NB: it may be valuable to permit formatting/casting the values as part of this function (e.g. by adding a parameter format: bool = False), but to do so we'll probably want to extract Metric.format_value() to a standalone function instead of a classmethod

Edit: copying my explanation of the updated solution from Slack:

For the curious - the issue was two-fold, and due to my own incorrect typing.

dataclasses.is_dataclass accepts either an instance or a class object, and has a TypeGuard to narrow the type of the argument to DataclassInstance | type[DataclassInstance]. I had to add a helper function to override this guard and narrow the type further to DataclassInstance.

Meanwhile, attr.has only accepts a class object. I was passing an instance, which was the source of one type error. Fixing this by calling attr.has(metric.__class__ was insufficient, because this did not narrow the type of the metric instance, so I added a similar helper for AttrsInstance.

msto · 2024-05-06T13:43:09Z

Note - I've tried changing the type hint to metric: MetricType, as in Metric.write(), but get the same errors

TedBrookings · 2024-05-06T22:59:59Z

I'm sorry for the delay, today had a lot of non-work emergencies. This is my suggestion:

Inside the metric class, directly below the existing values method, add asdict

    def values(self) -> Iterator[Any]:
        """An iterator over attribute values in the same order as the header."""
        for field in inspect.get_fields(self.__class__):  # type: ignore[arg-type]
            yield getattr(self, field.name)

    def asdict(self) -> Dict[str, Any]:
        """A dictionary of attribute values in the same order as the header."""
        return {
            field.name: getattr(self, field.name)
            for field in inspect.get_fields(self.__class__)  # type: ignore[arg-type]
        }

You need to add the # type: ignore[arg-type] because we are insisting that all actual Metric subclasses will be attr.s or dataclasses. As far as I know there isn't any way to signal to mypy that this will be the case though. This task has really made me appreciate the advantage of a typing system that prioritizes traits over types.

Add this test to test_metric.py, directly below the existing test_metric_values

@pytest.mark.parametrize("data_and_classes", (attr_data_and_classes, dataclasses_data_and_classes))
def test_metric_values(data_and_classes: DataBuilder) -> None:
    assert list(data_and_classes.Person(name="name", age=42).values()) == ["name", 42]

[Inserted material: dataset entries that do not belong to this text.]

//! Testing utilities and mock implementations
//!
//! Mocks for the serial controller, a DMA channel and a delay source, plus
//! completion sinks, so the transfer engine can be exercised on the host.
//!
//! Only available when running `cargo test`.

// Note: The #[cfg(test)] attribute is applied in lib.rs where this module is declared
#![allow(missing_docs)]
#![allow(clippy::std_instead_of_core, clippy::std_instead_of_alloc)]

extern crate std;

use core::cell::RefCell;
use std::boxed::Box;
use std::collections::VecDeque;
use std::rc::Rc;
use std::sync::Mutex;
use std::vec;
use std::vec::Vec;

use crate::driver::config::{FifoConfig, LineConfig};
use crate::driver::error::{LineError, LineErrors};
use crate::driver::transfer::{
    Callback, Completion, ErrorHandler, ReadBuffer, Termination, WriteBuffer,
};
use crate::hal::{DmaChannel, DmaDirection, DmaMode, DmaSetup, InterruptId, SerialHw};

/// Fake data-register bus address reported by [`MockSerial`]
pub const MOCK_FIFO_ADDRESS: usize = 0x3FF4_0000;

/// Leak a zeroed buffer so it can be handed to the engine as `'static`
pub fn static_buf(len: usize) -> &'static mut [u8] {
    Box::leak(vec![0u8; len].into_boxed_slice())
}

// =============================================================================
// Mock Serial Controller
// =============================================================================

#[derive(Debug, Default)]
struct SerialState {
    rx: VecDeque<u8>,
    tx: Vec<u8>,
    rx_int: bool,
    tx_int: bool,
    ls_int: bool,
    timeout: bool,
    line_errors: LineErrors,
    busy_cycles: usize,
    busy_detect: bool,
    busy_clears: usize,
    tx_blocked: bool,
    tx_space: Option<usize>,
    applied: Option<(LineConfig, FifoConfig)>,
    dma_request_clears: usize,
    resets: usize,
}

impl SerialState {
    fn space_ready(&self) -> bool {
        !self.tx_blocked && self.tx_space != Some(0)
    }
}

/// Scripted serial controller.
///
/// Clones share state, so a test keeps one handle while the channel owns
/// another.
///
/// # Example
///
/// ```ignore
/// let serial = MockSerial::new();
/// let channel: Channel<MockSerial> = Channel::new(serial.clone());
/// serial.feed(b"abc");
/// channel.on_interrupt();
/// ```
#[derive(Debug, Clone, Default)]
pub struct MockSerial {
    state: Rc<RefCell<SerialState>>,
}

@pytest.mark.parametrize("data_and_classes", (attr_data_and_classes, dataclasses_data_and_classes))
def test_metric_asdict(data_and_classes: DataBuilder) -> None:
    assert data_and_classes.Person(name="name", age=42).asdict() == {"name": "name", "age": 42}

I created and pushed a branch that does this: tb-add-asdict. The tests pass.

msto · 2024-05-07T00:27:31Z

Thanks!

I wanted to avoid another type: ignore.

I found a solution using TypeGuard that I would be satisfied with. I've implemented it within metric instead of inspect so we have access to Metric when type hinting the arguments

TedBrookings

I've never heard of TypeGuard before, that's cool. I think that's probably the recipe to clean up a lot of the type ignore statements currently in inspect.

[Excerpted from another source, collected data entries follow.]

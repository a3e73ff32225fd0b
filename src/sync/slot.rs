//! Single-entry completion mailbox.
//!
//! Blocking and `async` callers submit with the channel's own slot as the
//! notification target and wait for it to fill. Interrupt context only ever
//! calls [`CompletionSlot::put`].
//!
//! With the `async` feature the slot also keeps the waker of the task
//! awaiting it. The completion and the waker share one cell, so a `put`
//! racing a poll either lands before the poll looks (and is returned) or
//! after the waker is stored (and wakes it).

#[cfg(feature = "async")]
use core::task::{Context, Poll, Waker};

use super::primitives::CriticalSectionCell;
use crate::driver::transfer::Completion;

struct Mailbox<B> {
    completion: Option<Completion<B>>,
    #[cfg(feature = "async")]
    waker: Option<Waker>,
}

/// Mailbox holding at most one finished transfer
pub struct CompletionSlot<B> {
    mailbox: CriticalSectionCell<Mailbox<B>>,
}

impl<B> CompletionSlot<B> {
    /// Create an empty slot (const, suitable for static initialization).
    pub const fn new() -> Self {
        Self {
            mailbox: CriticalSectionCell::new(Mailbox {
                completion: None,
                #[cfg(feature = "async")]
                waker: None,
            }),
        }
    }

    /// Store a completion and wake an async waiter
    pub fn put(&self, completion: Completion<B>) {
        #[cfg(feature = "async")]
        {
            let waker = self.mailbox.with(|mailbox| {
                mailbox.completion = Some(completion);
                mailbox.waker.take()
            });
            // Woken outside the critical section
            if let Some(waker) = waker {
                waker.wake();
            }
        }
        #[cfg(not(feature = "async"))]
        self.mailbox
            .with(|mailbox| mailbox.completion = Some(completion));
    }

    /// Take the stored completion, if any
    pub fn take(&self) -> Option<Completion<B>> {
        self.mailbox.with(|mailbox| mailbox.completion.take())
    }

    /// A completion is waiting
    pub fn is_ready(&self) -> bool {
        self.mailbox.with_ref(|mailbox| mailbox.completion.is_some())
    }

    /// Drop a completion nobody waited for
    pub(crate) fn clear(&self) {
        self.mailbox.with(|mailbox| mailbox.completion = None);
    }

    /// Take the completion, or park `cx`'s waker until [`put`](Self::put)
    #[cfg(feature = "async")]
    pub fn poll_take(&self, cx: &mut Context<'_>) -> Poll<Completion<B>> {
        self.mailbox.with(|mailbox| {
            if let Some(completion) = mailbox.completion.take() {
                return Poll::Ready(completion);
            }
            match &mailbox.waker {
                Some(parked) if parked.will_wake(cx.waker()) => {}
                _ => mailbox.waker = Some(cx.waker().clone()),
            }
            Poll::Pending
        })
    }
}

impl<B> Default for CompletionSlot<B> {
    fn default() -> Self {
        Self::new()
    }
}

My only remaining suggestion is that I think asdict could be a member function of the Metric class, with all the statements just acting on self.

msto · 2024-05-07T19:53:58Z

I had the same thought, but I'm of two minds.

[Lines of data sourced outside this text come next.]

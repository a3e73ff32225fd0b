//! Software staging FIFO between the receive interrupt and task readers.

/// Single-producer single-consumer byte ring.
///
/// The receive interrupt is the only producer (`write` index) and the task
/// side the only consumer (`read` index); both run under the channel's
/// critical section. One slot always stays free, so `storage.len() - 1`
/// bytes fit.
pub(crate) struct StagingFifo {
    storage: &'static mut [u8],
    read: usize,
    write: usize,
}

impl StagingFifo {
    /// Wrap caller storage. Callers check the minimum size.
    pub(crate) fn new(storage: &'static mut [u8]) -> Self {
        Self {
            storage,
            read: 0,
            write: 0,
        }
    }

    #[inline(always)]
    fn next(&self, index: usize) -> usize {
        let next = index + 1;
        if next == self.storage.len() { 0 } else { next }
    }

    /// Usable capacity
    pub(crate) fn capacity(&self) -> usize {
        self.storage.len().saturating_sub(1)
    }

    /// Bytes currently staged
    pub(crate) fn len(&self) -> usize {
        if self.write >= self.read {
            self.write - self.read
        } else {
            self.storage.len() - self.read + self.write
        }
    }

    pub(crate) fn is_empty(&self) -> bool {
        self.read == self.write
    }

    pub(crate) fn is_full(&self) -> bool {
        self.next(self.write) == self.read
    }

    /// Stage one byte. Returns `false` (and drops nothing) when full.
    pub(crate) fn push(&mut self, byte: u8) -> bool {
        let next = self.next(self.write);
        if next == self.read {
            return false;
        }
        self.storage[self.write] = byte;
        self.write = next;
        true
    }

    /// Take the oldest staged byte
    pub(crate) fn pop(&mut self) -> Option<u8> {
        if self.is_empty() {
            return None;
        }
        let byte = self.storage[self.read];
        self.read = self.next(self.read);
        Some(byte)
    }

    /// Move up to `dst.len()` staged bytes into `dst`
    pub(crate) fn pop_into(&mut self, dst: &mut [u8]) -> usize {
        let mut count = 0;
        for slot in dst.iter_mut() {
            match self.pop() {
                Some(byte) => *slot = byte,
                None => break,
            }
            count += 1;
        }
        count
    }

    /// Discard all staged bytes
    pub(crate) fn clear(&mut self) {
        self.read = 0;
        self.write = 0;
    }

    /// Release the storage
    pub(crate) fn into_storage(self) -> &'static mut [u8] {
        self.storage
    }
}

I strongly prefer being consistent with established convention when possible, and both dataclasses and attr implement asdict() as a standalone function rather than an instance method.

However, packaging it as a method removes the need for an import (and possibly makes it more discoverable).

Curious what @nh13 @tfenne @clintval think

(NB: if we were to make asdict() a method, I would also make the is_*_instance() functions instance methods - and make them private)

clintval

I see why this convenience function is desired. It is useful when you have a Metric and you don't know if it is an attrs-defined or dataclass-defined instance. In my experience, I usually know which flavor I'm dealing with and use the respective import accordingly:

attr.asdict(metric)
dataclasses.asdict(metric)

I lean towards letting the user import their specific "as dict" implementation for their use case over providing another import to do functionally the same thing but I won't let that opinion of mine block this PR! Here's another idea though, what about adding an __iter__(self) dunder method on the base Metric class so we can start doing dict(metric) instead, which uses a built-in? I'm also a bigger fan of as_dict() instead of asdict() if we're allowed to vote on function naming too!

Will this function be needed when we eventually remove attrs support? Should we consider not adding it to the public API because eventually all Metrics should be using @dataclass and can use the corresponding dataclasses.asdict built-in?

fgpyo/util/metric.py

fgpyo/util/tests/test_metric.py

msto

It is useful when you have a Metric and you don't know if it is an attrs-defined or dataclass-defined instance. In my experience, I usually know which flavor I'm dealing with and use the respective import accordingly:

Exactly, it's a convenience function to abstract the concern away.

IMO if we intend to support both attr.s and dataclass, then we should have an API that works with Metric (as a pseudo-alias for the union of AttrsInstance and DataclassInstance).

This is also intended to facilitate the MetricWriter in #107 and other such utilities which may not be able to assume which import to use.

what about adding an iter(self) dunder method on the base Metric class so we can start doing dict(metric) instead, which uses a built-in?

See below comment - dict() and asdict() do different things, and I think the latter implementation is preferable here.

I'm also a bigger fan of as_dict() instead of asdict() if we're allowed to vote on function naming too!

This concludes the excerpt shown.